So, there is a chance that say "to equalize perimeter and diameter among 6 (smallest nonprime power) pieces may not be possible"!
1. Are the properties of the space of partitions into n pieces with 3 quantities equal among pieces (rather than 2) well understood (the equalized quantities could be say, area, diameter, perimeter)?
Response from Prof. Roman Karasev: one may first invoke the configuration space of regular convex partitions into $n$ parts, which has dimension $3n-4$. But the number of equations to solve is $3n-3$. Hence there is a problem in dimension counting already. Of course, not all convex partitions are regular and there are in fact more degrees of freedom. But from the point of view of equivariant topology the space of all convex partitions into $n$ parts equivariantly retracts onto the configuration space of dimension $2n$ and then to an $(n-1)$-dimensional poyhedron. This roughly means that equalizing 2 values (one of them is area) is the best possible result attainable with equivariant methods.
------------
2. What are the possible conditions under which the pieces resulting from a partition guaranteed to be congruent?

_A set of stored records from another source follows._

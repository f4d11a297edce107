//! Minimum-bottleneck spanning forest construction.
//!
//! Edges are admitted in increasing order of required power and merged with a
//! disjoint-set union (Kruskal). Once two nodes are joined, every tree edge
//! between them has power no greater than any edge that could have joined
//! them later, so each tree path is a minimax path of the original network.

use std::collections::HashMap;

use tracing::debug;

use crate::components::ComponentIndex;
use crate::dsu::DisjointSet;
use crate::network::{Edge, Network, NodeId, Power};

/// Spanning tree of one connected component.
#[derive(Debug, Clone, PartialEq, Eq)]
pub struct BottleneckTree {
    /// Node the tree is rooted at (the component's representative).
    pub root: NodeId,
    /// Every node of the component, root first.
    pub nodes: Vec<NodeId>,
    /// Tree edges in admission order; always `nodes.len() - 1` of them.
    pub edges: Vec<Edge>,
}

impl BottleneckTree {
    /// Largest power requirement over all tree edges, `None` for a lone node.
    pub fn max_power(&self) -> Option<Power> {
        self.edges.iter().map(|edge| edge.power_min).max()
    }
}

/// One bottleneck tree per connected component, keyed by component root.
#[derive(Debug, Clone, Default)]
pub struct BottleneckForest {
    trees: HashMap<NodeId, BottleneckTree>,
}

impl BottleneckForest {
    /// Build the forest for `network`, reusing an existing component partition.
    pub fn from_components(network: &Network, components: &ComponentIndex) -> Self {
        let mut order: Vec<usize> = (0..network.edge_count()).collect();
        // Stable sort keeps insertion order among equal powers.
        order.sort_by_key(|&idx| network.edges()[idx].power_min);

        let mut sets = DisjointSet::new(network.node_count());
        let mut tree_edges: Vec<Vec<Edge>> = vec![Vec::new(); components.len()];
        let mut skipped = 0usize;

        for idx in order {
            let edge = network.edges()[idx];
            let (Some(a), Some(b)) = (network.index_of(edge.a), network.index_of(edge.b)) else {
                continue;
            };
            if sets.union(a, b) {
                tree_edges[components.label_at(a)].push(edge);
            } else {
                skipped += 1;
            }
        }

        let trees: HashMap<NodeId, BottleneckTree> = components
            .members()
            .iter()
            .zip(tree_edges)
            .filter_map(|(nodes, edges)| {
                let root = *nodes.first()?;
                Some((
                    root,
                    BottleneckTree {
                        root,
                        nodes: nodes.clone(),
                        edges,
                    },
                ))
            })
            .collect();

        debug!(
            trees = trees.len(),
            skipped_edges = skipped,
            "built bottleneck forest"
        );

        Self { trees }
    }

    /// Tree rooted at `root`.
    pub fn get(&self, root: NodeId) -> Option<&BottleneckTree> {
        self.trees.get(&root)
    }

    pub fn trees(&self) -> impl Iterator<Item = &BottleneckTree> {
        self.trees.values()
    }

    pub fn len(&self) -> usize {
        self.trees.len()
    }

    pub fn is_empty(&self) -> bool {
        self.trees.is_empty()
    }

    /// Total number of tree edges across the forest.
    pub fn edge_count(&self) -> usize {
        self.trees.values().map(|tree| tree.edges.len()).sum()
    }
}

/// Build the minimum-bottleneck spanning forest of `network`.
pub fn build_bottleneck_forest(network: &Network) -> BottleneckForest {
    let components = ComponentIndex::build(network);
    BottleneckForest::from_components(network, &components)
}
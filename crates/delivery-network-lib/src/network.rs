use std::collections::HashMap;
use std::fmt;

use serde::Serialize;

use crate::error::{Error, Result};

/// Identifier for a location in the network.
pub type NodeId = i64;

/// Minimum vehicle power required to traverse a route.
pub type Power = u64;

/// Length of a route.
pub type Distance = u64;

/// Distance assigned to routes that do not specify one.
pub const DEFAULT_DISTANCE: Distance = 1;

/// Undirected route between two locations.
#[derive(Debug, Clone, Copy, PartialEq, Eq, Serialize)]
pub struct Edge {
    pub a: NodeId,
    pub b: NodeId,
    pub power_min: Power,
    pub distance: Distance,
}

impl Edge {
    /// Whether both endpoints are the same location.
    pub fn is_self_loop(&self) -> bool {
        self.a == self.b
    }

    /// Endpoint opposite `node`, or `None` when `node` is not an endpoint.
    pub fn other(&self, node: NodeId) -> Option<NodeId> {
        if node == self.a {
            Some(self.b)
        } else if node == self.b {
            Some(self.a)
        } else {
            None
        }
    }
}

/// Adjacency record seen from one endpoint of an edge.
#[derive(Debug, Clone, Copy, PartialEq, Eq, Serialize)]
pub struct Neighbour {
    pub target: NodeId,
    pub power_min: Power,
    pub distance: Distance,
}

/// Adjacency-list representation of the delivery network.
///
/// Nodes keep their registration order, which makes component discovery and
/// tree rooting reproducible. Parallel edges and self-loops are stored as
/// given.
#[derive(Debug, Clone, Default)]
pub struct Network {
    nodes: Vec<NodeId>,
    index: HashMap<NodeId, usize>,
    adjacency: Vec<Vec<Neighbour>>,
    edges: Vec<Edge>,
}

impl Network {
    pub fn new() -> Self {
        Self::default()
    }

    /// Create a network with the given nodes registered and no edges.
    pub fn with_nodes<I>(nodes: I) -> Self
    where
        I: IntoIterator<Item = NodeId>,
    {
        let mut network = Self::new();
        for node in nodes {
            network.add_node(node);
        }
        network
    }

    /// Register `node` if it is not already part of the network and return
    /// its dense index.
    pub fn add_node(&mut self, node: NodeId) -> usize {
        if let Some(&idx) = self.index.get(&node) {
            return idx;
        }
        let idx = self.nodes.len();
        self.nodes.push(node);
        self.index.insert(node, idx);
        self.adjacency.push(Vec::new());
        idx
    }

    /// Add a route with the default distance.
    pub fn add_edge(&mut self, a: NodeId, b: NodeId, power_min: Power) {
        self.add_edge_with_distance(a, b, power_min, DEFAULT_DISTANCE);
    }

    /// Add a route between `a` and `b`, registering either endpoint if new.
    pub fn add_edge_with_distance(
        &mut self,
        a: NodeId,
        b: NodeId,
        power_min: Power,
        distance: Distance,
    ) {
        let a_idx = self.add_node(a);
        let b_idx = self.add_node(b);

        self.adjacency[a_idx].push(Neighbour {
            target: b,
            power_min,
            distance,
        });
        self.adjacency[b_idx].push(Neighbour {
            target: a,
            power_min,
            distance,
        });
        self.edges.push(Edge {
            a,
            b,
            power_min,
            distance,
        });
    }

    /// Registered nodes in registration order.
    pub fn nodes(&self) -> &[NodeId] {
        &self.nodes
    }

    /// Every edge in insertion order, including parallel edges.
    pub fn edges(&self) -> &[Edge] {
        &self.edges
    }

    /// Return the adjacency records for `node`.
    pub fn neighbours(&self, node: NodeId) -> Result<&[Neighbour]> {
        self.index
            .get(&node)
            .map(|&idx| self.adjacency[idx].as_slice())
            .ok_or(Error::UnknownNode { node })
    }

    pub fn contains(&self, node: NodeId) -> bool {
        self.index.contains_key(&node)
    }

    pub fn node_count(&self) -> usize {
        self.nodes.len()
    }

    pub fn edge_count(&self) -> usize {
        self.edges.len()
    }

    pub fn is_empty(&self) -> bool {
        self.nodes.is_empty()
    }

    pub(crate) fn index_of(&self, node: NodeId) -> Option<usize> {
        self.index.get(&node).copied()
    }

    pub(crate) fn adjacency_at(&self, idx: usize) -> &[Neighbour] {
        &self.adjacency[idx]
    }
}

impl fmt::Display for Network {
    fn fmt(&self, f: &mut fmt::Formatter<'_>) -> fmt::Result {
        if self.is_empty() {
            return f.write_str("The network is empty");
        }
        writeln!(
            f,
            "The network has {} nodes and {} edges.",
            self.node_count(),
            self.edge_count()
        )?;
        for (node, neighbours) in self.nodes.iter().zip(&self.adjacency) {
            let rendered = neighbours
                .iter()
                .map(|n| format!("({}, {}, {})", n.target, n.power_min, n.distance))
                .collect::<Vec<_>>()
                .join(", ");
            writeln!(f, "{node}-->[{rendered}]")?;
        }
        Ok(())
    }
}
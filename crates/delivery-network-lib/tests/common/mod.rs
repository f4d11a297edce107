#![allow(dead_code)]

use std::path::PathBuf;

use delivery_network_lib::{load_network, Network};

pub fn fixtures_dir() -> PathBuf {
    PathBuf::from(env!("CARGO_MANIFEST_DIR")).join("../../docs/fixtures")
}

pub fn fixture_network(name: &str) -> Network {
    let path = fixtures_dir().join(name);
    load_network(&path).unwrap_or_else(|err| panic!("load fixture {name}: {err}"))
}

/// Routes `(1,2,10)`, `(2,3,20)`, `(1,3,30)`.
pub fn triangle() -> Network {
    let mut network = Network::new();
    network.add_edge(1, 2, 10);
    network.add_edge(2, 3, 20);
    network.add_edge(1, 3, 30);
    network
}

/// Two disjoint triangles `{1,2,3}` and `{4,5,6}`.
pub fn two_triangles() -> Network {
    let mut network = Network::new();
    network.add_edge(1, 2, 1);
    network.add_edge(2, 3, 2);
    network.add_edge(3, 1, 3);
    network.add_edge(4, 5, 4);
    network.add_edge(5, 6, 5);
    network.add_edge(6, 4, 6);
    network
}
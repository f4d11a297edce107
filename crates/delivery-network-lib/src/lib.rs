//! Delivery network library entry points.
//!
//! This crate loads a delivery network (locations joined by routes that each
//! require a minimum vehicle power), partitions it into connected components,
//! and answers minimum-bottleneck-power path queries. Queries run against a
//! [`PathQueryEngine`] built once per immutable network snapshot; consumers
//! should only depend on the functions exported here.
//!

#![deny(warnings)]

pub mod ancestors;
pub mod bottleneck;
pub mod components;
mod dsu;
pub mod error;
pub mod network;
pub mod parse;
pub mod query;

pub use ancestors::{AncestorTable, PowerPath};
pub use bottleneck::{build_bottleneck_forest, BottleneckForest, BottleneckTree};
pub use components::{connected_components, connected_components_set, ComponentIndex};
pub use error::{Error, Result};
pub use network::{Distance, Edge, Neighbour, Network, NodeId, Power, DEFAULT_DISTANCE};
pub use parse::{load_network, parse_network, MAX_NODES};
pub use query::PathQueryEngine;
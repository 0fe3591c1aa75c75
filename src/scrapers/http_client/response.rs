//! HTTP response wrappers.

use std::collections::HashMap;

/// HEAD response wrapper (no body, just headers).
#[derive(Debug, Clone, Default)]
pub struct HeadResponse {
    pub status: u16,
    /// Header names are lowercased.
    pub headers: HashMap<String, String>,
}

impl HeadResponse {
    pub fn new(status: u16) -> Self {
        Self {
            status,
            headers: HashMap::new(),
        }
    }

    pub fn with_header(mut self, name: &str, value: &str) -> Self {
        self.headers.insert(name.to_lowercase(), value.to_string());
        self
    }

    /// Check if the response is successful.
    pub fn is_success(&self) -> bool {
        (200..300).contains(&self.status)
    }

    /// Declared body size, only trusted on successful responses.
    pub fn content_length(&self) -> Option<u64> {
        if !self.is_success() {
            return None;
        }
        self.headers
            .get("content-length")
            .and_then(|s| s.trim().parse().ok())
    }
}
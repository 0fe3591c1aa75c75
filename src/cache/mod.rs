//! Result and document caches.
//!
//! [`ResultCache`] keeps finished per-date results in memory and on disk.
//! [`DocumentCache`] short-circuits repeat downloads of the same document
//! across jobs.

mod documents;
mod results;

pub use documents::{CachedDocument, DocumentCache};
pub use results::{CacheError, CachedDate, ResultCache};

use std::time::{Duration, Instant};

/// A cached value with expiration time.
#[derive(Debug, Clone)]
struct CacheEntry<T> {
    value: T,
    stored_at: Instant,
    expires_at: Instant,
}

impl<T: Clone> CacheEntry<T> {
    fn new(value: T, ttl: Duration) -> Self {
        let now = Instant::now();
        Self {
            value,
            stored_at: now,
            expires_at: now + ttl,
        }
    }

    fn is_expired(&self) -> bool {
        Instant::now() >= self.expires_at
    }

    fn get(&self) -> Option<T> {
        if self.is_expired() {
            None
        } else {
            Some(self.value.clone())
        }
    }
}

For example, can one have claims like (say):
"if, for 2 values of n (n1 and n2) that are relative prime, a given convex region can be cut into n1 pieces all with 3 properties equal and also into n2 pieces with the same 3 properties equal among pieces (but not into numbers of pieces which are not relatively prime), then, the pieces resulting from both partitions are necessarily congruent"?
The best educated guess for the above quesiton that I heard is that there is no way to guarantee congruence from any finite set of inequalities - iow, there is sufficient perturbative freedom left so that one can cook up a convex region C that allows such partitions into relatively prime numbers of pieces not all congruent but with all the required quantities equal across pieces.
------------
3. Even if only 2 quantities need to be equal among the n convex pieces, if one of them is NOT area, then, things are different. Here is something I just learned from Prof. Karasev:
The current techniques allow to equalize two quantities among pieces when at least one of them behaves like area, that is tends to zero when a part of the partition tends to the empty set (note that this is not the case for perimeter). Moreover, the restriction that the number of parts $n$ is a prime power is also hard to avoid (unless one of the quantities is additive, like the area).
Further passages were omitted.